In the entries below, find each line bearing the string "tail" and copy it.

RECORDS PROVIDED:
____________

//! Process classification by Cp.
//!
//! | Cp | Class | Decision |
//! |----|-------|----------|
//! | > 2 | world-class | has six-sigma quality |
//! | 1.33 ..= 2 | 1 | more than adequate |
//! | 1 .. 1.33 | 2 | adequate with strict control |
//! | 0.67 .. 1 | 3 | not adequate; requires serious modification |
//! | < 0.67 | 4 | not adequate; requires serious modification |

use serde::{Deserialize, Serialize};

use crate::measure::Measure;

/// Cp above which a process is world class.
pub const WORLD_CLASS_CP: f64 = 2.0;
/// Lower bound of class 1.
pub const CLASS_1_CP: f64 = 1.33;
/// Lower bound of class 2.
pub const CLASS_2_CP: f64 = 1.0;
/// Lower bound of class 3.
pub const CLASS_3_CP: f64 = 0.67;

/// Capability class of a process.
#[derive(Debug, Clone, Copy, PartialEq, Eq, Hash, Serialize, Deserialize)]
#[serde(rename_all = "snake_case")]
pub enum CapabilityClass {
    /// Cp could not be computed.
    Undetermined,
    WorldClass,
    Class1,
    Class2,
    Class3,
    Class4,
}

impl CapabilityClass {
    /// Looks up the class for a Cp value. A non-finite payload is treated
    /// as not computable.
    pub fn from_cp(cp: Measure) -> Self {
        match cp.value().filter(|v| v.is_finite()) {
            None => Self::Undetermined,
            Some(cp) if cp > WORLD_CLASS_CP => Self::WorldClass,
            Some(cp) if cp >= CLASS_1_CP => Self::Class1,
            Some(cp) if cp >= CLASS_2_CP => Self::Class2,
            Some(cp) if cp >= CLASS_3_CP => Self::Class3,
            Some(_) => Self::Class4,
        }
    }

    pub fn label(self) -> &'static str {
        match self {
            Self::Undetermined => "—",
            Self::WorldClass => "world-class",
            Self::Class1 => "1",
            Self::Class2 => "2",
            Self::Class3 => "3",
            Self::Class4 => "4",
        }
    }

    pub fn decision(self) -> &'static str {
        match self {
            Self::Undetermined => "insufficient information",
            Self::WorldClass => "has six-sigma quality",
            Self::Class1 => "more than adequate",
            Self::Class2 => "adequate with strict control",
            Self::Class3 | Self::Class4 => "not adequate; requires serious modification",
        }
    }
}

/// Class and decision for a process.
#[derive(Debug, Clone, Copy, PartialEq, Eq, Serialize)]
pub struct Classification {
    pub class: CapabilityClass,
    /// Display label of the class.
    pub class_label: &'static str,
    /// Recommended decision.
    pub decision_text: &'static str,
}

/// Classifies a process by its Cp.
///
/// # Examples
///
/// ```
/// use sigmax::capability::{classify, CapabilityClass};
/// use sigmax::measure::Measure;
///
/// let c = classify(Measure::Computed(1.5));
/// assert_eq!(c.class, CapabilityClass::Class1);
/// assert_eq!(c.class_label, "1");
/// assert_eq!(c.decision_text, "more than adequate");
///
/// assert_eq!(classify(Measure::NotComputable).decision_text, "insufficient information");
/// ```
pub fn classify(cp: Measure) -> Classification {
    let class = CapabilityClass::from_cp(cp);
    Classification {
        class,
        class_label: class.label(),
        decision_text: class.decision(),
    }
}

____________

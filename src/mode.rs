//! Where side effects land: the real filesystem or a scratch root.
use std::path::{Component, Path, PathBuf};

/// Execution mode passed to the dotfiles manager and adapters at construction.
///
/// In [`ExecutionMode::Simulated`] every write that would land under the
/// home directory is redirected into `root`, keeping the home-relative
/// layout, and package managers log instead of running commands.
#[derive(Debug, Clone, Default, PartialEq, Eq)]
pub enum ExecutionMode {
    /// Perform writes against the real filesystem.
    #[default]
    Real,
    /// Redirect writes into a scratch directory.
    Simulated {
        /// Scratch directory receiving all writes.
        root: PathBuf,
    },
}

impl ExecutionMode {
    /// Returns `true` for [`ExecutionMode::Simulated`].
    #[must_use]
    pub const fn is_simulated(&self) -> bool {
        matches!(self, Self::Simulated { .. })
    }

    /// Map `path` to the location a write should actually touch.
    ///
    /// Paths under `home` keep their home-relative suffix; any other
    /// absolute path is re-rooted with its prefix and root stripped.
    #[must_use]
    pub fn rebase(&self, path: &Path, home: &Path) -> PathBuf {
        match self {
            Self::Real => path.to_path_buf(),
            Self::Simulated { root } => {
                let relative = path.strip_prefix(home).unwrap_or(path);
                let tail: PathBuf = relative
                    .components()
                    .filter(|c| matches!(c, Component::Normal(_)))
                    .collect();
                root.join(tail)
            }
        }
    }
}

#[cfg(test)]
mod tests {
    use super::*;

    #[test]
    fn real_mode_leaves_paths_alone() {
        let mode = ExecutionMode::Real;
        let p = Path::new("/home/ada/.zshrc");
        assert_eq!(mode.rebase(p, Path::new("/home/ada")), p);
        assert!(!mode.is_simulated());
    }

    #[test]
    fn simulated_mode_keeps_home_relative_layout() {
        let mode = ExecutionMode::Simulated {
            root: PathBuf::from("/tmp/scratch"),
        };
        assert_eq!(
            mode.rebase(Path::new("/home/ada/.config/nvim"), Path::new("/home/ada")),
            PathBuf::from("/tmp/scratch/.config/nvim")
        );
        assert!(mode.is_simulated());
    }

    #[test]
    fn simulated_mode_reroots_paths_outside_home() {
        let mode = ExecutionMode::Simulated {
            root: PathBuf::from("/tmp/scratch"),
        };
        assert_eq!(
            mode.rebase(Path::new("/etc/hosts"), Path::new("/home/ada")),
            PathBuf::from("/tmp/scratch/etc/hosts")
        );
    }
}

____________

EXERCISE ANSWER:
                let tail: PathBuf = relative
                root.join(tail)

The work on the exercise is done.